Problem to solve: Where a line of the records contains the word "components", show that line.

Exercise material:
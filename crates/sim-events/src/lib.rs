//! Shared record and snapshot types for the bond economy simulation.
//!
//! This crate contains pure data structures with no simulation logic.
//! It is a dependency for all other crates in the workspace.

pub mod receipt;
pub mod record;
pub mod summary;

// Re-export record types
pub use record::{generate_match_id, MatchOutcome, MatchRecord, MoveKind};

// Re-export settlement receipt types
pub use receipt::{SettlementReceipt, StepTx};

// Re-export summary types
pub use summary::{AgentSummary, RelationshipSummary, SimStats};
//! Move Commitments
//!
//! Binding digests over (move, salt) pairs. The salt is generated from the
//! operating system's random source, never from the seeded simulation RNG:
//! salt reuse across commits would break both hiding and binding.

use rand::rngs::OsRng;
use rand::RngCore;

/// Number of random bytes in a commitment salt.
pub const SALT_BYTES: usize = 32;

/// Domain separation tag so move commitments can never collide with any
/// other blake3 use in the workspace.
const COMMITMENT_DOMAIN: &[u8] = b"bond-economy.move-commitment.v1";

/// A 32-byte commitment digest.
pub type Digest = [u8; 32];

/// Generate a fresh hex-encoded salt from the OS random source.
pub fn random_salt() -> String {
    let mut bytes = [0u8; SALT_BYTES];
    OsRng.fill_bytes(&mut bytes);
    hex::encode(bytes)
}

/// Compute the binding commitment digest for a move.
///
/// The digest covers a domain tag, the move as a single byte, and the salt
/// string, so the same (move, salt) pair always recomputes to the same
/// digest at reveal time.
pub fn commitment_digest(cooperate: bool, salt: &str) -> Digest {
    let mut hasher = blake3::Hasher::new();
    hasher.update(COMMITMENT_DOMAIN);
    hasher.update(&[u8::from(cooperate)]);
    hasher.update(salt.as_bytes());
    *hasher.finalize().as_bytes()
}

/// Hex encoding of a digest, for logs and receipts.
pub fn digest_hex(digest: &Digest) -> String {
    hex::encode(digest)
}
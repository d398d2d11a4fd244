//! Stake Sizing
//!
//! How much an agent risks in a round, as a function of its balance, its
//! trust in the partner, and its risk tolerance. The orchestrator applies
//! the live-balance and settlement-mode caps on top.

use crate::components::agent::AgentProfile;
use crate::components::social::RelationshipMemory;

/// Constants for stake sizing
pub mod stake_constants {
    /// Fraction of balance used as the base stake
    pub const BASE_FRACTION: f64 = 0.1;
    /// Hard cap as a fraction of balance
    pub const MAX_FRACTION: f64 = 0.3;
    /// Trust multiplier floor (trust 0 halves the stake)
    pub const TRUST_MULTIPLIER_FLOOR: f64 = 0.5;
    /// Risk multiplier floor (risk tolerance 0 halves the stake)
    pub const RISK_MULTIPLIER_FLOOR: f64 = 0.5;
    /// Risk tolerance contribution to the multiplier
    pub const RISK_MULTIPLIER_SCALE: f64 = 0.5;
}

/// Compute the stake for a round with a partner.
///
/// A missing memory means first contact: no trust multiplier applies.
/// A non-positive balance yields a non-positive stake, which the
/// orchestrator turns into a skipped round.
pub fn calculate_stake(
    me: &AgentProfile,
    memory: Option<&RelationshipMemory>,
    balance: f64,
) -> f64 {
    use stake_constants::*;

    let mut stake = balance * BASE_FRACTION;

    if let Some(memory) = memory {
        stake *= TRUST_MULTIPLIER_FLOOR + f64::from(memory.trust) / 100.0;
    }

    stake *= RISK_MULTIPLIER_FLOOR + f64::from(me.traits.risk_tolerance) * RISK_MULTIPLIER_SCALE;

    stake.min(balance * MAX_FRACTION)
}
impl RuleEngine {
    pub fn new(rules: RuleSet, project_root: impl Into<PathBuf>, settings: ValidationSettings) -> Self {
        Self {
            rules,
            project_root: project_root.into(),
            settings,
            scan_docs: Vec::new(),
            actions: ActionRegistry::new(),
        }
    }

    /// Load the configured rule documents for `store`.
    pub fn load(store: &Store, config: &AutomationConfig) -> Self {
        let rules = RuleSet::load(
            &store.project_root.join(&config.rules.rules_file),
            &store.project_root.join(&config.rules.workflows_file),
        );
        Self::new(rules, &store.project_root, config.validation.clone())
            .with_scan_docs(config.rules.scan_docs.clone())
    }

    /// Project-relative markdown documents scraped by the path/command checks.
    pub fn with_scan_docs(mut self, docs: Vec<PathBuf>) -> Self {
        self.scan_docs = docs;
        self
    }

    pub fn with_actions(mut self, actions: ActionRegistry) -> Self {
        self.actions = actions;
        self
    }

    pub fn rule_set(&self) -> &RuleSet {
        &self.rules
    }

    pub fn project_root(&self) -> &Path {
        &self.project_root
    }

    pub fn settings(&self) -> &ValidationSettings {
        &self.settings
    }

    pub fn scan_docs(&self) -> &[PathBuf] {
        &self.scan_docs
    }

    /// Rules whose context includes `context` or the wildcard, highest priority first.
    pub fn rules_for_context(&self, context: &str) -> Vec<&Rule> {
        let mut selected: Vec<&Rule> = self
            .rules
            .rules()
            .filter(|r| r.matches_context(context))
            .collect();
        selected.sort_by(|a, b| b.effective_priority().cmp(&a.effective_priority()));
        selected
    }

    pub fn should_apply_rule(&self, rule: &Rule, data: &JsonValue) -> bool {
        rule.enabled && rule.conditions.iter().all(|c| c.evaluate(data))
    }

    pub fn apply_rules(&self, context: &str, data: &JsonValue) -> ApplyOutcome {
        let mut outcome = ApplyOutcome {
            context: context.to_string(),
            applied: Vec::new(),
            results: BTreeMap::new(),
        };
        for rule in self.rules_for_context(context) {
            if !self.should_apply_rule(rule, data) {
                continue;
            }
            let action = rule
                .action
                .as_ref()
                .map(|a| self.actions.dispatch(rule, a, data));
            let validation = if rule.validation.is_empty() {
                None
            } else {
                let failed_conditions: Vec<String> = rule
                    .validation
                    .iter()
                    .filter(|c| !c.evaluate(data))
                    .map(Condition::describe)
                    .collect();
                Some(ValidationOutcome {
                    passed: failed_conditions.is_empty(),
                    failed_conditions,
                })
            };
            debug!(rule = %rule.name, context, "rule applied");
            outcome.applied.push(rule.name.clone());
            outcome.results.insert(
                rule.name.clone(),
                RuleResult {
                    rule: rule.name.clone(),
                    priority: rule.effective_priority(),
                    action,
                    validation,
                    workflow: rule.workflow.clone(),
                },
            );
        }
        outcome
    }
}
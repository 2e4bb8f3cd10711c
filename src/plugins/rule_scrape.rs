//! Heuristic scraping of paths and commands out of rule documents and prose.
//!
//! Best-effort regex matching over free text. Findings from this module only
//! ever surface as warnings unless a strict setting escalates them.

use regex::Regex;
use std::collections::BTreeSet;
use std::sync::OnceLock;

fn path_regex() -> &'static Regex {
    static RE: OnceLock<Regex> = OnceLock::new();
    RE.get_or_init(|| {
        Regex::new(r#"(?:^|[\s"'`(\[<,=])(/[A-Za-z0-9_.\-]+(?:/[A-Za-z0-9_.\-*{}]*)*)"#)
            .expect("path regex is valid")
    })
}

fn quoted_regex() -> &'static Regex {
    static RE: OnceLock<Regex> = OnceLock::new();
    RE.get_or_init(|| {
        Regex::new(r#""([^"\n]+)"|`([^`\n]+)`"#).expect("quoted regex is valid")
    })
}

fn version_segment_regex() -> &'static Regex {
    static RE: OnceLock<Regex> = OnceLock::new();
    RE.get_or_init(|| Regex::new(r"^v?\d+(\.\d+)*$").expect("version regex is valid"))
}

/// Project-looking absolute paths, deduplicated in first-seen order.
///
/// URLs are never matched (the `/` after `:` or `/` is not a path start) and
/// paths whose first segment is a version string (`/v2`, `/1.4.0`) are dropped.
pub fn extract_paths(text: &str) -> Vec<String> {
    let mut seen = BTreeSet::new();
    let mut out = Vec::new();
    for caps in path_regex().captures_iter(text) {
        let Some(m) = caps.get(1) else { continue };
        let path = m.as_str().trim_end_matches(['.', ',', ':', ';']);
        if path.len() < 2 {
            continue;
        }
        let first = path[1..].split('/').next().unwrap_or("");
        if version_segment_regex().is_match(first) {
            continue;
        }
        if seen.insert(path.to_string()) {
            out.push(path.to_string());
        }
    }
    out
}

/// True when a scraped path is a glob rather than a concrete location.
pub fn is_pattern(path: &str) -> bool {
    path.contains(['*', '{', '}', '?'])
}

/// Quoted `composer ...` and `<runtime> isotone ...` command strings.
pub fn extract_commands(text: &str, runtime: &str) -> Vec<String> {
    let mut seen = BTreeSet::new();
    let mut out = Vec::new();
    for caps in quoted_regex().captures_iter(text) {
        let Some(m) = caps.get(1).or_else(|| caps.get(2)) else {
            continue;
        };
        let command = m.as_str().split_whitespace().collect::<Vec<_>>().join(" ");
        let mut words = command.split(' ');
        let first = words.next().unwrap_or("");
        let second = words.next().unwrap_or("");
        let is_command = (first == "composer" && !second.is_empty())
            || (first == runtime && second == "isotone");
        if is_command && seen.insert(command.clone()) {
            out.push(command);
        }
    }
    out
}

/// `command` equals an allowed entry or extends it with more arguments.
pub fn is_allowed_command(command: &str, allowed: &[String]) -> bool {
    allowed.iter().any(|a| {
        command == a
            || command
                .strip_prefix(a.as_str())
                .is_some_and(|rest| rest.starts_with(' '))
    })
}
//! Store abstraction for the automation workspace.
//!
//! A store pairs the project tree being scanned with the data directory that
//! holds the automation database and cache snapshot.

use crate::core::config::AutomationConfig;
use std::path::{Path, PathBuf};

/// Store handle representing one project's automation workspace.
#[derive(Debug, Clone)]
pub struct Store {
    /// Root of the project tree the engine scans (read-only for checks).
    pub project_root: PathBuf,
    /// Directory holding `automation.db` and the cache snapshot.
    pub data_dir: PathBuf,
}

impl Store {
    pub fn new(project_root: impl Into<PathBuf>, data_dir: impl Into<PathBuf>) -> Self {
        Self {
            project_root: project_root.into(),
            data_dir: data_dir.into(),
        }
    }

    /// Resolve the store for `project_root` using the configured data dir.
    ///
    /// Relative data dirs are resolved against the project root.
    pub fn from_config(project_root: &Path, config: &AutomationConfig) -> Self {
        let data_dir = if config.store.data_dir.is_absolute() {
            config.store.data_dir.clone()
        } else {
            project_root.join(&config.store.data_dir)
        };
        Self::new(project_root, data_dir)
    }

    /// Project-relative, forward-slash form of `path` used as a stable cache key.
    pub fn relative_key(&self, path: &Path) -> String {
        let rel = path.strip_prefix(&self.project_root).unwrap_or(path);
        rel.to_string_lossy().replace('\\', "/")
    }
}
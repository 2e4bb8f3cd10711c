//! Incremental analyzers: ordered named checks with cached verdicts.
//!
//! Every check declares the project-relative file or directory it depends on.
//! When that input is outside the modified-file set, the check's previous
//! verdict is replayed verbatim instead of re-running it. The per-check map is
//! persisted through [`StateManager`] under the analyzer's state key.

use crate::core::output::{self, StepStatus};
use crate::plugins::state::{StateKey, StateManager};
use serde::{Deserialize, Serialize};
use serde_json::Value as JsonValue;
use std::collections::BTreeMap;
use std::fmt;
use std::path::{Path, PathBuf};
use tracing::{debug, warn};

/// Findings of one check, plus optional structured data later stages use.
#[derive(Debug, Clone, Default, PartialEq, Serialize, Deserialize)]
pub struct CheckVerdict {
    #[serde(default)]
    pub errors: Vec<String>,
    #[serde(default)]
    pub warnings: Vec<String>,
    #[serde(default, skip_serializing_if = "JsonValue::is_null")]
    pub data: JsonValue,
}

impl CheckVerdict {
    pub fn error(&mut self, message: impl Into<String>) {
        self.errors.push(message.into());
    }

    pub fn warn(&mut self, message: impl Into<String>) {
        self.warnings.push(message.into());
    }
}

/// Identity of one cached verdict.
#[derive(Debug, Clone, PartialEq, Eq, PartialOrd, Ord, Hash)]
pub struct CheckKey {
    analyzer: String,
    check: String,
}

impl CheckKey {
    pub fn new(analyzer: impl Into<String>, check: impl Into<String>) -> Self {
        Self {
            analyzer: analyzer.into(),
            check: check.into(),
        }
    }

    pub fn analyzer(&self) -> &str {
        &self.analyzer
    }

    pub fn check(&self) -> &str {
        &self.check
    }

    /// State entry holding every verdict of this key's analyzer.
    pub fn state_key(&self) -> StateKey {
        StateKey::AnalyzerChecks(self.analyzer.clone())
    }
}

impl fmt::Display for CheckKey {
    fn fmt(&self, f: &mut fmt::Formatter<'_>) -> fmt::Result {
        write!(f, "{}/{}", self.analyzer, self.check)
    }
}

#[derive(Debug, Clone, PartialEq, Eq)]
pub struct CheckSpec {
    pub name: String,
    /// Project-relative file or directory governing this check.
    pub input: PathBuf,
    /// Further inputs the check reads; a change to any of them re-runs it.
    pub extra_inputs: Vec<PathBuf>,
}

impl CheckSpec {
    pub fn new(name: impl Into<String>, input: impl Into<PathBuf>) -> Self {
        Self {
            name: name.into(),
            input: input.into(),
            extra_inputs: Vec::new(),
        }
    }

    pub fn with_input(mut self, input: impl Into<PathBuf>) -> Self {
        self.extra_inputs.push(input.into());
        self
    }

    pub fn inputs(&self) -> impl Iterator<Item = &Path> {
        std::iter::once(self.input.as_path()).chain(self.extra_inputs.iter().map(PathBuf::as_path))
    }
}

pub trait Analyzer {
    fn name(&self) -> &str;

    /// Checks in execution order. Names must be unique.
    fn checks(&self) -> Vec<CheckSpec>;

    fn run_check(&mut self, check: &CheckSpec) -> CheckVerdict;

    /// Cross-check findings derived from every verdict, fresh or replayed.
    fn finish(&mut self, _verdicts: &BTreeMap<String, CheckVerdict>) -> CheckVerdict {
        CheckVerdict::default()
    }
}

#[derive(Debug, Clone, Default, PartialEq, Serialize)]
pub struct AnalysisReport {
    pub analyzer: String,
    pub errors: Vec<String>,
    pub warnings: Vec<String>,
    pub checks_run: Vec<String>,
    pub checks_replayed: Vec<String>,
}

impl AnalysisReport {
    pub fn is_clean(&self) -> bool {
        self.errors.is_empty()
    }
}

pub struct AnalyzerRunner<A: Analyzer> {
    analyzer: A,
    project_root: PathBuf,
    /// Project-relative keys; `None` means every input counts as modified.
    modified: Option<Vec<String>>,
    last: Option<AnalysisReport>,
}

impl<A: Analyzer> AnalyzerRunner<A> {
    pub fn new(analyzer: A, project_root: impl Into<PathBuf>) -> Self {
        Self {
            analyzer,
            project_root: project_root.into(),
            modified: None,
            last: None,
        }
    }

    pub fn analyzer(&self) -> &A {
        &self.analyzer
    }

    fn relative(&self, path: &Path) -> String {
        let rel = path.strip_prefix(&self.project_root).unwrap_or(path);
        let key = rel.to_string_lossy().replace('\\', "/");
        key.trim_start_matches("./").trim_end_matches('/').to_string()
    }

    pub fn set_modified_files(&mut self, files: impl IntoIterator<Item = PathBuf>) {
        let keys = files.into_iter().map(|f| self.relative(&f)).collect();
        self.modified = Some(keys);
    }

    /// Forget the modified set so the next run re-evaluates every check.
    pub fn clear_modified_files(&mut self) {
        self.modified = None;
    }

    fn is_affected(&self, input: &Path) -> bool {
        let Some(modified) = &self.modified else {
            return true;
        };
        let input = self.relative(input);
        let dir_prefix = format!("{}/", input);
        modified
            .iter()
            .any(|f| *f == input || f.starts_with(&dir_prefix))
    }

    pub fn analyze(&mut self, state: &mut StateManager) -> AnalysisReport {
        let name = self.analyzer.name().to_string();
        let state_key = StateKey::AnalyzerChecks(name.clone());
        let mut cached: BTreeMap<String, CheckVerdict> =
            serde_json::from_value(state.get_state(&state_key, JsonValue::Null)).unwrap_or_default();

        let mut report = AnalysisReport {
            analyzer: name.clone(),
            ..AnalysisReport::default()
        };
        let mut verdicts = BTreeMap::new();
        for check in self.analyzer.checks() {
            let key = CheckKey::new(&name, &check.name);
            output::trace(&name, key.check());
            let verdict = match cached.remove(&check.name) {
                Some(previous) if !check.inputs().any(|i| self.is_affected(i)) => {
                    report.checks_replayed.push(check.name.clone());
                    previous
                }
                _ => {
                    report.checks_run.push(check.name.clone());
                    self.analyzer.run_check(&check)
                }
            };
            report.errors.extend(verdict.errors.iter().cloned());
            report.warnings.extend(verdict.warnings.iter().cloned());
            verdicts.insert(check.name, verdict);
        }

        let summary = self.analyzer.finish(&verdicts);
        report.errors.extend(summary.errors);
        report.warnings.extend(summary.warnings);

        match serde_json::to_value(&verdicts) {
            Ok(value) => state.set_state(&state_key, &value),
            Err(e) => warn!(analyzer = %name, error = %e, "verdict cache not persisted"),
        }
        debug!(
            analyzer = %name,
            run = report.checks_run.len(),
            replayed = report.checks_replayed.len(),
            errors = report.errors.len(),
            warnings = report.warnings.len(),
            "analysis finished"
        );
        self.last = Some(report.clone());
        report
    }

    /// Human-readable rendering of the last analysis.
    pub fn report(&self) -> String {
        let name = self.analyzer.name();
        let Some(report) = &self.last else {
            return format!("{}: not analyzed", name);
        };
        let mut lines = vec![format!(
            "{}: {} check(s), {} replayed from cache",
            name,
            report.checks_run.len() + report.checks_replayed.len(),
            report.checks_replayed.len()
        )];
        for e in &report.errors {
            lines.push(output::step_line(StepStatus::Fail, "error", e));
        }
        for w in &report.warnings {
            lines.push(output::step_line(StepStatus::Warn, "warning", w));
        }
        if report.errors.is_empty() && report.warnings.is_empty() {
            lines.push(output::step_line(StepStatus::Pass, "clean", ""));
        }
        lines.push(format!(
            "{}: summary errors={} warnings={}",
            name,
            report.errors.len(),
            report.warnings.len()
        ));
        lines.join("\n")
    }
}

Task result:
use crate::components::agent::AgentProfile;
use crate::components::social::RelationshipMemory;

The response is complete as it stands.